# Corn



## OnlyAnEgg (Oct 10, 2005)

From the files of Teen Girl Squad!

Complete with Naginata!


----------



## Navarre (Oct 10, 2005)

That's too weird.  lol

Maybe he was trying for a technique where one attacks the ears...but got confused and thought they were talking about ears of corn.

Good thing he ran. That's too much corn. He'd have been creamed. ... Get it?
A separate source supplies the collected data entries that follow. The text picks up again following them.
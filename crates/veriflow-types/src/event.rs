//! Orchestration event catalog and broadcast bus.
//!
//! Every observable lifecycle transition in the engine and scheduler is
//! published as an `OrchestrationEvent`. The bus is built on
//! `tokio::sync::broadcast`; publishing with no active subscribers is a
//! no-op.

use chrono::{DateTime, Utc};
use serde::{Deserialize, Serialize};
use tokio::sync::broadcast;
use uuid::Uuid;

/// Events emitted by the workflow engine and task scheduler.
///
/// Serialized with a `type` tag so downstream logging/metrics consumers can
/// route on the event name.
#[derive(Debug, Clone, Serialize, Deserialize)]
#[serde(tag = "type", rename_all = "camelCase")]
pub enum OrchestrationEvent {
    WorkflowCreated {
        workflow_id: Uuid,
        definition_id: Uuid,
        name: String,
    },
    WorkflowPaused {
        workflow_id: Uuid,
    },
    WorkflowResumed {
        workflow_id: Uuid,
    },
    WorkflowCancelled {
        workflow_id: Uuid,
        #[serde(skip_serializing_if = "Option::is_none")]
        reason: Option<String>,
    },
    WorkflowCompleted {
        workflow_id: Uuid,
        duration_ms: u64,
    },
    WorkflowFailed {
        workflow_id: Uuid,
        error: String,
    },
    StepCompleted {
        workflow_id: Uuid,
        step_id: String,
    },
    StepFailed {
        workflow_id: Uuid,
        step_id: String,
        error: String,
    },
    TaskScheduled {
        task_id: Uuid,
        task_type: String,
        scheduled_at: DateTime<Utc>,
    },
    TaskCancelled {
        task_id: Uuid,
    },
    TaskCompleted {
        task_id: Uuid,
        duration_ms: u64,
    },
    TaskFailed {
        task_id: Uuid,
        error: String,
    },
    RecurringJobScheduled {
        job_id: Uuid,
        schedule: String,
    },
    RecurringJobCancelled {
        job_id: Uuid,
    },
    RecurringJobPaused {
        job_id: Uuid,
    },
    RecurringJobResumed {
        job_id: Uuid,
    },
    RecurringJobExecuted {
        job_id: Uuid,
        task_id: Uuid,
        run_count: u64,
    },
    RecurringJobFailed {
        job_id: Uuid,
        error: String,
    },
}

impl OrchestrationEvent {
    /// The event name as it appears in the serialized `type` tag.
    pub fn name(&self) -> &'static str {
        match self {
            Self::WorkflowCreated { .. } => "workflowCreated",
            Self::WorkflowPaused { .. } => "workflowPaused",
            Self::WorkflowResumed { .. } => "workflowResumed",
            Self::WorkflowCancelled { .. } => "workflowCancelled",
            Self::WorkflowCompleted { .. } => "workflowCompleted",
            Self::WorkflowFailed { .. } => "workflowFailed",
            Self::StepCompleted { .. } => "stepCompleted",
            Self::StepFailed { .. } => "stepFailed",
            Self::TaskScheduled { .. } => "taskScheduled",
            Self::TaskCancelled { .. } => "taskCancelled",
            Self::TaskCompleted { .. } => "taskCompleted",
            Self::TaskFailed { .. } => "taskFailed",
            Self::RecurringJobScheduled { .. } => "recurringJobScheduled",
            Self::RecurringJobCancelled { .. } => "recurringJobCancelled",
            Self::RecurringJobPaused { .. } => "recurringJobPaused",
            Self::RecurringJobResumed { .. } => "recurringJobResumed",
            Self::RecurringJobExecuted { .. } => "recurringJobExecuted",
            Self::RecurringJobFailed { .. } => "recurringJobFailed",
        }
    }
}

/// Multi-consumer broadcast bus for orchestration events.
///
/// Cloning the bus clones the sender, allowing multiple producers and
/// consumers over the same channel.
pub struct EventBus {
    sender: broadcast::Sender<OrchestrationEvent>,
}

impl EventBus {
    /// Create a new event bus with the given channel capacity.
    pub fn new(capacity: usize) -> Self {
        let (sender, _) = broadcast::channel(capacity);
        Self { sender }
    }

    /// Create a new subscriber that will receive all future events.
    pub fn subscribe(&self) -> broadcast::Receiver<OrchestrationEvent> {
        self.sender.subscribe()
    }

    /// Publish an event to all current subscribers.
    ///
    /// If there are no subscribers, the event is silently dropped.
    pub fn publish(&self, event: OrchestrationEvent) {
        tracing::trace!(event = event.name(), "publishing orchestration event");
        let _ = self.sender.send(event);
    }
}

impl Clone for EventBus {
    fn clone(&self) -> Self {
        Self {
            sender: self.sender.clone(),
        }
    }
}

impl std::fmt::Debug for EventBus {
    fn fmt(&self, f: &mut std::fmt::Formatter<'_>) -> std::fmt::Result {
        f.debug_struct("EventBus")
            .field("receiver_count", &self.sender.receiver_count())
            .finish()
    }
}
Creamed corn?

*crickets*

hello? hello?

where'd the audience go?


----------



## OnlyAnEgg (Oct 10, 2005)

Corn variants, as well


----------



## mrhnau (Oct 10, 2005)

Navarre said:
			
		

> That's too weird. lol
> 
> Maybe he was trying for a technique where one attacks the ears...but got confused and thought they were talking about ears of corn.
> 
> ...


*groans*

that was too corny


----------



## OnlyAnEgg (Oct 10, 2005)

Navarre said:
			
		

> That's too weird. lol
> 
> Maybe he was trying for a technique where one attacks the ears...but got confused and thought they were talking about ears of corn.
> 
> ...


I dunno...I thought he was hiding there after prolonged surveillance...you know Corn Stalk-ing?

*more crickets*


----------



## terryl965 (Oct 10, 2005)

One must have a fettish for corn.

Terry


----------



## arnisador (Oct 10, 2005)

Hmmm...I think I'm missing some context here...


----------



## OnlyAnEgg (Oct 10, 2005)

arnisador said:
			
		

> Hmmm...I think I'm missing some context here...


Well, it's sort of hard to explain...here, try this: http://www.homestarrunner.com/

or, more specifically, this: http://www.homestarrunner.com/tgsmenu.html

Plenty o' context there.

egg


----------